## WHAT YOU NEED TO DO:
Restate the whole listing exactly, leaving nothing out.

## GIVEN RECORDS:
....
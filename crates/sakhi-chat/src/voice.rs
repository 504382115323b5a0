//! Optional speech capture and read-aloud.
//!
//! The conversation never depends on speech. A [`SpeechCapability`] backend
//! is asked for availability up front; every failure is reported to the user
//! as a notification and leaves the transcript untouched. Nothing is retried.

use std::sync::atomic::{AtomicBool, Ordering};
use std::sync::Arc;

use async_trait::async_trait;

use sakhi_core::config::VoiceConfig;
use sakhi_core::types::MessageId;

use crate::error::ChatError;
use crate::notify::{Notification, NotificationSink};
use crate::store::ConversationStore;

/// Platform speech services.
#[async_trait]
pub trait SpeechCapability: Send + Sync {
    /// Whether this host can capture and play speech at all.
    fn is_available(&self) -> bool;

    /// Record one utterance and return its transcription.
    async fn capture(&self, language: &str) -> Result<String, ChatError>;

    /// Play `text` aloud.
    async fn speak(&self, text: &str, language: &str) -> Result<(), ChatError>;
}

/// Backend for hosts without any speech support.
#[derive(Debug, Default, Clone, Copy)]
pub struct UnavailableSpeech;

#[async_trait]
impl SpeechCapability for UnavailableSpeech {
    fn is_available(&self) -> bool {
        false
    }

    async fn capture(&self, _language: &str) -> Result<String, ChatError> {
        Err(ChatError::CapabilityUnavailable(
            "Voice recognition not supported on this device".to_string(),
        ))
    }

    async fn speak(&self, _text: &str, _language: &str) -> Result<(), ChatError> {
        Err(ChatError::CapabilityUnavailable(
            "Speech synthesis not supported on this device".to_string(),
        ))
    }
}

/// Clears the listening flag however capture ends.
struct ListeningGuard<'a>(&'a AtomicBool);

impl Drop for ListeningGuard<'_> {
    fn drop(&mut self) {
        self.0.store(false, Ordering::SeqCst);
    }
}

/// Voice controls of the chat widget: the microphone and speaker buttons.
pub struct VoiceInterface {
    capability: Arc<dyn SpeechCapability>,
    sink: Arc<dyn NotificationSink>,
    /// Language tag handed to the backend.
    pub language: String,
    /// When false every voice action reports the capability as unavailable.
    pub enabled: bool,
    listening: AtomicBool,
}

impl std::fmt::Debug for VoiceInterface {
    fn fmt(&self, f: &mut std::fmt::Formatter<'_>) -> std::fmt::Result {
        f.debug_struct("VoiceInterface")
            .field("language", &self.language)
            .field("enabled", &self.enabled)
            .field("listening", &self.is_listening())
            .finish()
    }
}

impl VoiceInterface {
    pub fn new(
        capability: Arc<dyn SpeechCapability>,
        sink: Arc<dyn NotificationSink>,
        config: &VoiceConfig,
    ) -> Self {
        Self {
            capability,
            sink,
            language: config.language.clone(),
            enabled: config.enabled,
            listening: AtomicBool::new(false),
        }
    }

    /// Whether voice features can be offered right now.
    pub fn is_available(&self) -> bool {
        self.enabled && self.capability.is_available()
    }

    pub fn is_listening(&self) -> bool {
        self.listening.load(Ordering::SeqCst)
    }

    fn report(&self, err: ChatError) -> ChatError {
        if let Some(n) = err.notification() {
            self.sink.notify(n);
        }
        err
    }

    /// Capture one utterance.
    ///
    /// Only one capture may be active at a time.
    pub async fn capture(&self) -> Result<String, ChatError> {
        if !self.is_available() {
            return Err(self.report(ChatError::CapabilityUnavailable(
                "Voice recognition not supported on this device".to_string(),
            )));
        }
        if self.listening.swap(true, Ordering::SeqCst) {
            return Err(self.report(ChatError::VoiceBusy));
        }
        let _guard = ListeningGuard(&self.listening);

        self.sink.notify(Notification::info("Listening", "Speak now..."));
        tracing::debug!(language = %self.language, "Voice capture started");

        match self.capability.capture(&self.language).await {
            Ok(text) if !text.trim().is_empty() => {
                self.sink.notify(Notification::info(
                    "Voice Captured",
                    "Voice input captured successfully",
                ));
                tracing::info!(chars = text.chars().count(), "Voice input captured");
                Ok(text.trim().to_string())
            }
            Ok(_) => Err(self.voice_error("no speech detected")),
            Err(e) => {
                tracing::warn!(error = %e, "Voice capture failed");
                Err(self.voice_error(&e.to_string()))
            }
        }
    }

    fn voice_error(&self, cause: &str) -> ChatError {
        self.sink.notify(Notification::destructive(
            "Voice Error",
            "Voice recognition failed. Please try again.",
        ));
        ChatError::CapabilityFailure(cause.to_string())
    }

    /// Capture one utterance and submit it as a user turn.
    pub async fn capture_and_submit(
        &self,
        store: &ConversationStore,
    ) -> Result<MessageId, ChatError> {
        let text = self.capture().await?;
        store.submit(&text)
    }

    /// Read the latest assistant message aloud.
    ///
    /// Returns the id of the message spoken, or `None` when there was
    /// nothing to read.
    pub async fn speak_last_reply(
        &self,
        store: &ConversationStore,
    ) -> Result<Option<MessageId>, ChatError> {
        let Some(message) = store.last_assistant_message() else {
            return Ok(None);
        };
        if !self.is_available() {
            return Err(self.report(ChatError::CapabilityUnavailable(
                "Speech synthesis not supported on this device".to_string(),
            )));
        }

        self.sink
            .notify(Notification::info("Speaking", "Reading message aloud..."));
        if let Err(e) = self.capability.speak(&message.content, &self.language).await {
            tracing::warn!(error = %e, id = %message.id, "Read-aloud failed");
            let err = if matches!(
                e,
                ChatError::CapabilityFailure(_) | ChatError::CapabilityUnavailable(_)
            ) {
                e
            } else {
                ChatError::CapabilityFailure(e.to_string())
            };
            return Err(self.report(err));
        }
        Ok(Some(message.id))
    }
}

// =============================================================================
// Tests
// =============================================================================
....
## OUTPUT:
filename crates/sakhi-chat/src/voice.rs
repository 504382115323b5a0
//! Optional speech capture and read-aloud.
//!
//! The conversation never depends on speech. A [`SpeechCapability`] backend
//! is asked for availability up front; every failure is reported to the user
//! as a notification and leaves the transcript untouched. Nothing is retried.

use std::sync::atomic::{AtomicBool, Ordering};
use std::sync::Arc;

use async_trait::async_trait;

use sakhi_core::config::VoiceConfig;
use sakhi_core::types::MessageId;

use crate::error::ChatError;
use crate::notify::{Notification, NotificationSink};
use crate::store::ConversationStore;

/// Platform speech services.
#[async_trait]
pub trait SpeechCapability: Send + Sync {
    /// Whether this host can capture and play speech at all.
    fn is_available(&self) -> bool;

    /// Record one utterance and return its transcription.
    async fn capture(&self, language: &str) -> Result<String, ChatError>;

    /// Play `text` aloud.
    async fn speak(&self, text: &str, language: &str) -> Result<(), ChatError>;
}

/// Backend for hosts without any speech support.
#[derive(Debug, Default, Clone, Copy)]
pub struct UnavailableSpeech;

#[async_trait]
impl SpeechCapability for UnavailableSpeech {
    fn is_available(&self) -> bool {
        false
    }

    async fn capture(&self, _language: &str) -> Result<String, ChatError> {
        Err(ChatError::CapabilityUnavailable(
            "Voice recognition not supported on this device".to_string(),
        ))
    }

    async fn speak(&self, _text: &str, _language: &str) -> Result<(), ChatError> {
        Err(ChatError::CapabilityUnavailable(
            "Speech synthesis not supported on this device".to_string(),
        ))
    }
}

/// Clears the listening flag however capture ends.
struct ListeningGuard<'a>(&'a AtomicBool);

impl Drop for ListeningGuard<'_> {
    fn drop(&mut self) {
        self.0.store(false, Ordering::SeqCst);
    }
}

/// Voice controls of the chat widget: the microphone and speaker buttons.
pub struct VoiceInterface {
    capability: Arc<dyn SpeechCapability>,
    sink: Arc<dyn NotificationSink>,
    /// Language tag handed to the backend.
    pub language: String,
    /// When false every voice action reports the capability as unavailable.
    pub enabled: bool,
    listening: AtomicBool,
}

impl std::fmt::Debug for VoiceInterface {
    fn fmt(&self, f: &mut std::fmt::Formatter<'_>) -> std::fmt::Result {
        f.debug_struct("VoiceInterface")
            .field("language", &self.language)
            .field("enabled", &self.enabled)
            .field("listening", &self.is_listening())
            .finish()
    }
}

impl VoiceInterface {
    pub fn new(
        capability: Arc<dyn SpeechCapability>,
        sink: Arc<dyn NotificationSink>,
        config: &VoiceConfig,
    ) -> Self {
        Self {
            capability,
            sink,
            language: config.language.clone(),
            enabled: config.enabled,
            listening: AtomicBool::new(false),
        }
    }

    /// Whether voice features can be offered right now.
    pub fn is_available(&self) -> bool {
        self.enabled && self.capability.is_available()
    }

    pub fn is_listening(&self) -> bool {
        self.listening.load(Ordering::SeqCst)
    }

    fn report(&self, err: ChatError) -> ChatError {
        if let Some(n) = err.notification() {
            self.sink.notify(n);
        }
        err
    }

    /// Capture one utterance.
    ///
    /// Only one capture may be active at a time.
    pub async fn capture(&self) -> Result<String, ChatError> {
        if !self.is_available() {
            return Err(self.report(ChatError::CapabilityUnavailable(
                "Voice recognition not supported on this device".to_string(),
            )));
        }
        if self.listening.swap(true, Ordering::SeqCst) {
            return Err(self.report(ChatError::VoiceBusy));
        }
        let _guard = ListeningGuard(&self.listening);

        self.sink.notify(Notification::info("Listening", "Speak now..."));
        tracing::debug!(language = %self.language, "Voice capture started");

        match self.capability.capture(&self.language).await {
            Ok(text) if !text.trim().is_empty() => {
                self.sink.notify(Notification::info(
                    "Voice Captured",
                    "Voice input captured successfully",
                ));
                tracing::info!(chars = text.chars().count(), "Voice input captured");
                Ok(text.trim().to_string())
            }
            Ok(_) => Err(self.voice_error("no speech detected")),
            Err(e) => {
                tracing::warn!(error = %e, "Voice capture failed");
                Err(self.voice_error(&e.to_string()))
            }
        }
    }

    fn voice_error(&self, cause: &str) -> ChatError {
        self.sink.notify(Notification::destructive(
            "Voice Error",
            "Voice recognition failed. Please try again.",
        ));
        ChatError::CapabilityFailure(cause.to_string())
    }

    /// Capture one utterance and submit it as a user turn.
    pub async fn capture_and_submit(
        &self,
        store: &ConversationStore,
    ) -> Result<MessageId, ChatError> {
        let text = self.capture().await?;
        store.submit(&text)
    }

    /// Read the latest assistant message aloud.
    ///
    /// Returns the id of the message spoken, or `None` when there was
    /// nothing to read.
    pub async fn speak_last_reply(
        &self,
        store: &ConversationStore,
    ) -> Result<Option<MessageId>, ChatError> {
        let Some(message) = store.last_assistant_message() else {
            return Ok(None);
        };
        if !self.is_available() {
            return Err(self.report(ChatError::CapabilityUnavailable(
                "Speech synthesis not supported on this device".to_string(),
            )));
        }

        self.sink
            .notify(Notification::info("Speaking", "Reading message aloud..."));
        if let Err(e) = self.capability.speak(&message.content, &self.language).await {
            tracing::warn!(error = %e, id = %message.id, "Read-aloud failed");
            let err = if matches!(
                e,
                ChatError::CapabilityFailure(_) | ChatError::CapabilityUnavailable(_)
            ) {
                e
            } else {
                ChatError::CapabilityFailure(e.to_string())
            };
            return Err(self.report(err));
        }
        Ok(Some(message.id))
    }
}

// =============================================================================
// Tests
// =============================================================================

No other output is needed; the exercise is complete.